A feeling of professional powerlessness covers such a psychologist at the moment when it becomes impossible to ignore a symptom or problem. Usually at this moment a person experiences "two crises in one": on the one hand, this is normal pain from a collision with something that seems intolerable and frightening, on the other, a professional crisis, reminiscent of narcissistic depression: after all, all this time our psychologist was striving to an unattainable ideal, trying to become a person who cannot have such problems.

There is something deeply vicious and hypocritical about this: we treat the deep conflicts, fears, fantasies and neuroses of our clients with acceptance and non-judgmental understanding, sometimes spending a lot of time to convince them that they should not be ashamed of their problems, that having uncontrollable, frightening, or overwhelming feelings does not make them bad, weak, or unnecessary. But at the same time, we carefully defend ourselves against collision with the same experiences, trying to maintain a "metaposition" in relation to our own life, devaluing or denying our own suffering, refusing to accept that we are just people.

As a child, it seemed to us that parents are omnipotent, omniscient and do not know how to problems. When we were faced with the impotence of parents, with their weaknesses, with their mistakes, we felt horror at our own defenselessness and vulnerability. The same feelings drive our clients: they believe that the people who help them know exactly what to do, have no questions, never make mistakes, and experience neither fear nor pain. And we ourselves, having learned to "adapt" and rationalize, are trying to become such - not only for clients, but also for ourselves. Not seeing symptoms that tell us something that we don't want to admit to ourselves. Don't make mistakes. Completely "understand yourself": that is, not to face uncertainty, ambivalence, weakness, conflicts.

Fear of admitting your own weaknesses is one of the most common and most frightening weaknesses in our profession. We have self-disclosure skills, so we often talk quite frankly about some problems that other people find it difficult to admit, but at the same time we can lie to ourselves and lead ourselves by the nose for years, not wanting to come into contact with something that does not fit with our own self-image, which makes us vulnerable to criticism, which seems to us a reason for condemnation from colleagues. The level of knowledge and work skills help us to deceive ourselves and our supervisors quite effectively: this "elephant in the room" may not be noticed even by the most experienced specialists, so it is not worth expecting that a personal therapist or supervisor will "find" the problem on his own. Just as you should not deceive yourself, thinking that since nothing of this kind in personal therapy aimed at professional growth, nothing "comes out", then you have successfully coped with all your internal contradictions, and you will never face them again.

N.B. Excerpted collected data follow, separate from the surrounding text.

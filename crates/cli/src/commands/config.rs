use std::env;
use std::fs;
use std::path::{Path, PathBuf};

use concierge_core::config::{AppConfig, LoadOptions};
use secrecy::ExposeSecret;
use toml::Value;

pub fn run() -> String {
    let config = match AppConfig::load(LoadOptions::default()) {
        Ok(config) => config,
        Err(error) => return format!("config validation failed: {error}"),
    };

    let config_file_path = detect_config_path();
    let config_file_doc = load_config_file_doc(config_file_path.as_deref());
    let source = |field: &str, env_key: Option<&str>| {
        field_source(field, env_key, config_file_doc.as_ref(), config_file_path.as_deref())
    };

    let mut lines = vec!["effective config (source precedence: env > file > default):".to_string()];

    lines.push(render_line(
        "support_db.url",
        &config.support_db.url,
        source("support_db.url", Some("CONCIERGE_SUPPORT_DB_URL")),
    ));
    lines.push(render_line(
        "crm_db.url",
        &config.crm_db.url,
        source("crm_db.url", Some("CONCIERGE_CRM_DB_URL")),
    ));

    lines.push(render_line(
        "llm.provider",
        &format!("{:?}", config.llm.provider),
        source("llm.provider", Some("CONCIERGE_LLM_PROVIDER")),
    ));
    lines.push(render_line(
        "llm.model",
        &config.llm.model,
        source("llm.model", Some("CONCIERGE_LLM_MODEL")),
    ));
    let api_key = config
        .llm
        .api_key
        .as_ref()
        .map(|key| redact_token(key.expose_secret()))
        .unwrap_or_else(|| "(unset)".to_string());
    lines.push(render_line("llm.api_key", &api_key, source("llm.api_key", Some("CONCIERGE_LLM_API_KEY"))));
    lines.push(render_line(
        "llm.base_url",
        config.llm.base_url.as_deref().unwrap_or("(unset)"),
        source("llm.base_url", Some("CONCIERGE_LLM_BASE_URL")),
    ));

    lines.push(render_line(
        "knowledge.corpus_path",
        &config.knowledge.corpus_path.display().to_string(),
        source("knowledge.corpus_path", Some("CONCIERGE_KNOWLEDGE_CORPUS_PATH")),
    ));
    lines.push(render_line(
        "knowledge.min_confidence",
        &format!("{:.2}", config.knowledge.min_confidence),
        source("knowledge.min_confidence", Some("CONCIERGE_KNOWLEDGE_MIN_CONFIDENCE")),
    ));

    lines.push(render_line(
        "escalation.endpoint",
        config.escalation.endpoint.as_deref().unwrap_or("(unset)"),
        source("escalation.endpoint", Some("CONCIERGE_ESCALATION_ENDPOINT")),
    ));
    let escalation_token = config
        .escalation
        .token
        .as_ref()
        .map(|token| redact_token(token.expose_secret()))
        .unwrap_or_else(|| "(unset)".to_string());
    lines.push(render_line(
        "escalation.token",
        &escalation_token,
        source("escalation.token", Some("CONCIERGE_ESCALATION_TOKEN")),
    ));

    lines.push(render_line(
        "server.bind_address",
        &config.server.bind_address,
        source("server.bind_address", Some("CONCIERGE_SERVER_BIND_ADDRESS")),
    ));
    lines.push(render_line(
        "server.port",
        &config.server.port.to_string(),
        source("server.port", Some("CONCIERGE_SERVER_PORT")),
    ));

    lines.push(render_line(
        "logging.level",
        &config.logging.level,
        source("logging.level", Some("CONCIERGE_LOGGING_LEVEL")),
    ));
    lines.push(render_line(
        "logging.format",
        &format!("{:?}", config.logging.format),
        source("logging.format", Some("CONCIERGE_LOGGING_FORMAT")),
    ));

    lines.join("\n")
}

fn render_line(field: &str, value: &str, source: &'static str) -> String {
    format!("  {field} = {value}  [{source}]")
}

fn detect_config_path() -> Option<PathBuf> {
    [PathBuf::from("concierge.toml"), PathBuf::from("config/concierge.toml")]
        .into_iter()
        .find(|path| path.exists())
}

fn load_config_file_doc(path: Option<&Path>) -> Option<Value> {
    let raw = fs::read_to_string(path?).ok()?;
    raw.parse::<Value>().ok()
}

fn field_source(
    field: &str,
    env_key: Option<&str>,
    file_doc: Option<&Value>,
    file_path: Option<&Path>,
) -> &'static str {
    if let Some(env_key) = env_key {
        if env::var(env_key).is_ok_and(|value| !value.trim().is_empty()) {
            return "env";
        }
    }

    if let (Some(doc), Some(_)) = (file_doc, file_path) {
        let mut cursor = Some(doc);
        for segment in field.split('.') {
            cursor = cursor.and_then(|value| value.get(segment));
        }
        if cursor.is_some() {
            return "file";
        }
    }

    "default"
}

fn redact_token(token: &str) -> String {
    if token.is_empty() {
        return "(unset)".to_string();
    }
    if token.len() <= 4 {
        return "****".to_string();
    }
    format!("{}****", &token[..4])
}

There is a lot of strength, responsibility and freedom in realizing that despite education, experience, introspection skills and ability to work, you continue to be human. There is a great deal of mercy in treating your inner conflicts and weaknesses with the same acceptance you would treat your patients' symptoms. There is a lot of honesty to be able to admit to yourself that you are not perfect. And there is a lot of wisdom in not devaluing your professional qualities and experience when faced with something unbearable, painful, shameful or overwhelming - in yourself.